From here, the scammer usually asks for payment via Bitcoin to stop the circulation of the “video” content. And, unfortunately, this scam actually works. For so many, the shock of seeing their account information delivered to them via email, the confusion of how the information was obtained, and so on, leads to the rash decision of delivering payment.
This, however, is not what many think it is. What is happening is that account information has been obtained through a major breach from an otherwise reputable company—breaches that happen far more often than you think. For instance, in checking my own private email account it appears that my account information has been stolen from everywhere: from Facebook to LInkedIn, to Adobe, and more. These companies, like thousands of others, have been victims of data breaches where hundreds of thousand of accounts have been stolen and uploaded to the dark web. These accounts are then used as targets for these types of scams—tricking people into thinking that they have been compromised.
To shed light on this situation, here are two links you can visit. The first link is to our monthly Breach Report—the most recent showing the biggest data breach in history representing 50% of all US households. You can read it here: https://cyber.calian.com/project/the-breach-report-2/.
The second link is to a website called “Have i been pwned?” Here you will be able to enter your email address to see the sites from which your account information has been stolen. You can visit the site here: https://haveibeenpwned.com.

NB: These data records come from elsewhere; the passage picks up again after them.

//! Build errors for the game builder.

use crate::core::ChainError;
use thiserror::Error;

/// Errors that can occur when building a game.
#[derive(Debug, Error)]
pub enum BuildError {
    #[error("Chain not specified. Call .chain(chain) or .words(words) before .build()")]
    MissingChain,

    #[error("Chain words are invalid: {0}")]
    InvalidChain(#[from] ChainError),

    #[error("Guess budget must be at least one")]
    ZeroGuessBudget,
}
//! Checks a decoded snapshot against the chain it is restored onto.
//!
//! Uses `Validation` so every mismatch is reported at once.

use super::error::{PersistenceError, SnapshotViolation};
use super::Snapshot;
use crate::core::Chain;
use stillwater::validation::Validation;
use stillwater::NonEmptyVec;

type Check = Validation<(), NonEmptyVec<SnapshotViolation>>;

fn check(ok: bool, violation: impl FnOnce() -> SnapshotViolation) -> Check {
    if ok {
        Validation::success(())
    } else {
        Validation::fail(violation())
    }
}

/// Accumulate every violation of `snapshot` against `chain`.
pub fn validate(snapshot: &Snapshot, chain: &Chain, max_guesses: usize) -> Check {
    let guesses = snapshot.user_guesses.len();
    let hints = snapshot.hints.len();
    let mut checks: Vec<Check> = Vec::new();

    checks.push(check(guesses <= max_guesses, || {
        SnapshotViolation::TooManyGuesses {
            max: max_guesses,
            found: guesses,
        }
    }));

    for (i, guess) in snapshot.user_guesses.iter().enumerate() {
        checks.push(check(guess.len() == chain.len(), || {
            SnapshotViolation::GuessLength {
                guess: i,
                expected: chain.len(),
                found: guess.len(),
            }
        }));
    }

    // A hint is only ever picked after a confirmed guess.
    checks.push(check(hints <= guesses, || SnapshotViolation::TooManyHints {
        guesses,
        hints,
    }));

    for (position, &index) in snapshot.hints.iter().enumerate() {
        let hidden = index < chain.len() && !chain.is_endpoint(index);
        checks.push(check(hidden, || SnapshotViolation::HintNotHidden {
            position,
            index,
        }));
    }

    Validation::all_vec(checks).map(|_| ())
}

/// [`validate`] collapsed into a `Result`.
pub fn ensure_fits(
    snapshot: &Snapshot,
    chain: &Chain,
    max_guesses: usize,
) -> Result<(), PersistenceError> {
    match validate(snapshot, chain, max_guesses) {
        Validation::Success(()) => Ok(()),
        Validation::Failure(errors) => Err(PersistenceError::ValidationFailed(
            errors.iter().cloned().collect(),
        )),
    }
}
//! Chainle: a daily word-chain puzzle engine
//!
//! A chain is a fixed sequence of words where each neighbour is related to
//! the next. The first and last words are given; every word in between
//! starts with one letter shown. The player alternates between confirming a
//! guess of the whole chain and spending a hint to reveal one more letter of
//! a chosen word, within a fixed budget of guesses.
//!
//! The crate follows a "pure core, imperative shell" layout:
//!
//! - [`core`]: the state machine. Authoritative state, intents, and every
//!   derived value, with no I/O.
//! - [`persistence`]: the durable snapshot (guesses and hints) stored per
//!   calendar day.
//! - [`effects`]: the shell. Chain lookup, snapshot saving, subscriber
//!   notification and day rollover, expressed as Stillwater effects.
//! - [`reveal`], [`share`], [`time`]: presentation helpers around a session.
//!
//! # Example
//!
//! ```rust
//! use chainle::core::{Chain, Command, Game, Status};
//!
//! let chain = Chain::new(["board", "boat", "goat", "coats"]).unwrap();
//! let mut game = Game::new(chain);
//!
//! // One letter of each hidden word is visible to start with.
//! assert_eq!(game.derived().current_chain, ["board", "b", "g", "coats"]);
//!
//! game.apply(Command::SetLetters { index: 1, text: "bolt".into() });
//! game.apply(Command::ConfirmGuess);
//! assert_eq!(game.status(), Status::Selecting);
//!
//! game.apply(Command::SelectHint { index: 2 });
//! assert_eq!(game.derived().current_chain[2], "go");
//! ```

pub mod builder;
pub mod config;
pub mod core;
pub mod effects;
pub mod persistence;
pub mod reveal;
pub mod share;
pub mod time;

// Re-export commonly used types
pub use builder::GameBuilder;
pub use config::GameConfig;
pub use core::{Chain, Command, Derived, Game, Outcome, Status, MAX_GUESSES};
pub use effects::{GameEnv, Session, SessionLoad};
pub use persistence::{SessionPersistence, Snapshot};
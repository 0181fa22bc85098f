use anyhow::{bail, Result};
use clap::{Args, Parser, Subcommand};
use std::net::SocketAddr;
use std::path::PathBuf;

use crate::profile::ScanSettings;
use trishul_plugins::PluginSelection;

#[derive(Parser)]
#[command(name = "trishul")]
#[command(version)]
#[command(about = "A plugin-driven web vulnerability scanner", long_about = None)]
pub struct Cli {
    #[command(subcommand)]
    pub command: Commands,

    /// Increase verbosity (-v, -vv, -vvv)
    #[arg(short, long, action = clap::ArgAction::Count, global = true)]
    pub verbose: u8,

    /// Emit logs as JSON lines
    #[arg(long, global = true)]
    pub log_json: bool,
}

#[derive(Subcommand)]
pub enum Commands {
    /// Scan one or more web applications
    Scan(ScanArgs),

    /// List the built-in plugins
    Plugins,
}

#[derive(Args, Debug, Default)]
pub struct ScanArgs {
    /// Target URLs, comma separated. Example: http://example.com,https://example.org/app
    #[arg(short = 't', long)]
    pub targets: Option<String>,

    /// TOML scan profile; explicit flags override its values
    #[arg(long)]
    pub profile: Option<PathBuf>,

    /// Crawl plugins, comma separated
    #[arg(long, value_delimiter = ',')]
    pub crawl: Vec<String>,

    /// Infrastructure plugins, comma separated
    #[arg(long, value_delimiter = ',')]
    pub infrastructure: Vec<String>,

    /// Audit plugins, comma separated
    #[arg(long, value_delimiter = ',')]
    pub audit: Vec<String>,

    /// Bruteforce plugins, comma separated
    #[arg(long, value_delimiter = ',')]
    pub bruteforce: Vec<String>,

    /// Auth plugins, comma separated
    #[arg(long, value_delimiter = ',')]
    pub auth: Vec<String>,

    /// Grep plugins, comma separated
    #[arg(long, value_delimiter = ',')]
    pub grep: Vec<String>,

    /// Plugin option, repeatable. Example: -O web_spider.max_links=50
    #[arg(short = 'O', long = "option", value_name = "PLUGIN.KEY=VALUE")]
    pub options: Vec<String>,

    /// Router polling timeout in milliseconds
    #[arg(long)]
    pub poll_timeout: Option<u64>,

    /// Capacity of every stage input queue
    #[arg(long)]
    pub queue_capacity: Option<usize>,

    /// Seconds between session checks of the auth plugins
    #[arg(long)]
    pub auth_interval: Option<u64>,

    /// Stop discovering new URLs after this many seconds
    #[arg(long)]
    pub max_discovery_time: Option<u64>,

    /// HTTP request timeout in milliseconds
    #[arg(long)]
    pub timeout: Option<u64>,

    /// Connection retries per request
    #[arg(long)]
    pub retries: Option<u32>,

    /// User-Agent header sent with every request
    #[arg(long)]
    pub user_agent: Option<String>,

    /// Disable the HTTP response cache
    #[arg(long)]
    pub no_cache: bool,

    /// Output format: text, json, csv
    #[arg(short, long, default_value = "text", value_parser = ["text", "json", "csv"])]
    pub output_format: String,

    /// Serve Prometheus metrics on this address. Example: 127.0.0.1:9000
    #[arg(long)]
    pub metrics_addr: Option<SocketAddr>,
}

impl ScanArgs {
    /// Scan settings given on the command line.
    pub fn settings(&self) -> ScanSettings {
        ScanSettings {
            poll_timeout_ms: self.poll_timeout,
            queue_capacity: self.queue_capacity,
            auth_interval_secs: self.auth_interval,
            max_discovery_time_secs: self.max_discovery_time,
            request_timeout_ms: self.timeout,
            retries: self.retries,
            user_agent: self.user_agent.clone(),
            http_cache: self.no_cache.then_some(false),
        }
    }

    /// Plugins and options given on the command line.
    pub fn plugin_selection(&self) -> Result<PluginSelection> {
        let mut selection = PluginSelection {
            crawl: self.crawl.clone(),
            infrastructure: self.infrastructure.clone(),
            audit: self.audit.clone(),
            bruteforce: self.bruteforce.clone(),
            auth: self.auth.clone(),
            grep: self.grep.clone(),
            ..Default::default()
        };
        for raw in &self.options {
            let (plugin, key, value) = parse_plugin_option(raw)?;
            selection.options.entry(plugin.to_string()).or_default().set(key, value);
        }
        Ok(selection)
    }
}

/// Split `plugin.key=value`.
fn parse_plugin_option(raw: &str) -> Result<(&str, &str, &str)> {
    let Some((path, value)) = raw.split_once('=') else {
        bail!("invalid plugin option '{}': expected PLUGIN.KEY=VALUE", raw);
    };
    let Some((plugin, key)) = path.trim().split_once('.') else {
        bail!("invalid plugin option '{}': missing plugin name", raw);
    };
    if plugin.is_empty() || key.is_empty() {
        bail!("invalid plugin option '{}': empty plugin or key", raw);
    }
    Ok((plugin, key, value))
}

#[cfg(test)]
mod tests {
    use super::*;

    fn scan_args(argv: &[&str]) -> ScanArgs {
        let cli = Cli::try_parse_from(argv).unwrap();
        match cli.command {
            Commands::Scan(args) => args,
            Commands::Plugins => panic!("expected the scan command"),
        }
    }

    #[test]
    fn plugin_flags_and_options() {
        let args = scan_args(&[
            "trishul",
            "scan",
            "-t",
            "http://target.test",
            "--crawl",
            "web_spider",
            "--audit",
            "reflected_input",
            "--grep",
            "error_pages",
            "-O",
            "web_spider.max_links=5",
            "-O",
            "web_spider.ignore_regex=a=b",
        ]);
        let selection = args.plugin_selection().unwrap();
        assert_eq!(selection.crawl, vec!["web_spider"]);
        assert_eq!(selection.audit, vec!["reflected_input"]);
        assert_eq!(selection.grep, vec!["error_pages"]);
        let spider = selection.options_for("web_spider");
        assert_eq!(spider.get("max_links"), Some("5"));
        assert_eq!(spider.get("ignore_regex"), Some("a=b"));
    }

    #[test]
    fn comma_separated_plugin_lists() {
        let args = scan_args(&["trishul", "scan", "--crawl", "web_spider,other"]);
        assert_eq!(args.crawl, vec!["web_spider", "other"]);
    }

    #[test]
    fn settings_only_carry_given_flags() {
        let args = scan_args(&["trishul", "scan", "--poll-timeout", "50", "--no-cache"]);
        let settings = args.settings();
        assert_eq!(settings.poll_timeout_ms, Some(50));
        assert_eq!(settings.http_cache, Some(false));
        assert_eq!(settings.queue_capacity, None);

        let settings = scan_args(&["trishul", "scan"]).settings();
        assert_eq!(settings.http_cache, None);
    }

    #[test]
    fn malformed_plugin_options() {
        assert!(parse_plugin_option("max_links=5").is_err());
        assert!(parse_plugin_option("web_spider.max_links").is_err());
        assert!(parse_plugin_option(".key=1").is_err());
        assert_eq!(parse_plugin_option("a.b=").unwrap(), ("a", "b", ""));
    }

    #[test]
    fn global_flags() {
        let cli = Cli::try_parse_from(["trishul", "-vv", "--log-json", "plugins"]).unwrap();
        assert_eq!(cli.verbose, 2);
        assert!(cli.log_json);
        assert!(matches!(cli.command, Commands::Plugins));
    }
}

So, what do you do to avoid this type of cyber threat? First, this goes back to the age-old best practice of ensuring good password etiquette. Having strong passwords is a great start, but as mentioned that won’t help if your account is breached via a third party. Therefore, making sure your passwords are changed frequently will help immensely in ensuring that your accounts stay safe.
But there is more that you can do. Multi-factor authentication (MFA) can help mitigate risk of breaches by securing access to corporate networks, protecting the identities of users, and ensuring that a user is who he or she claims to be. The more factors used to determine a person’s identity, the greater the trust of authenticity.
MFA can be achieved using a combination of the following factors:
- Something You Know – password or PIN
- Something You Have – token or smart card (two-factor authentication)
- Something You Are – biometrics, such as a fingerprint (three-factor authentication)
Because multi-factor authentication security requires multiple means of identification at login, it is widely recognized as the most secure method for authenticating access to data and applications.
And the moral to this particular story? We live in an age where cyber crime is to be expected, so don’t let the scammers intimidate you. And if you find yourself receiving any type of suspicious email, simply Google it—chances are you’ll get confirmation that it’s a scam almost immediately.
And, of course, be diligent. Creating a resilient environment that encompasses technologies like MFA, Cloud Access Security Broker (CASB), and more, will all help to strengthen the walls that keep the bad guys at bay.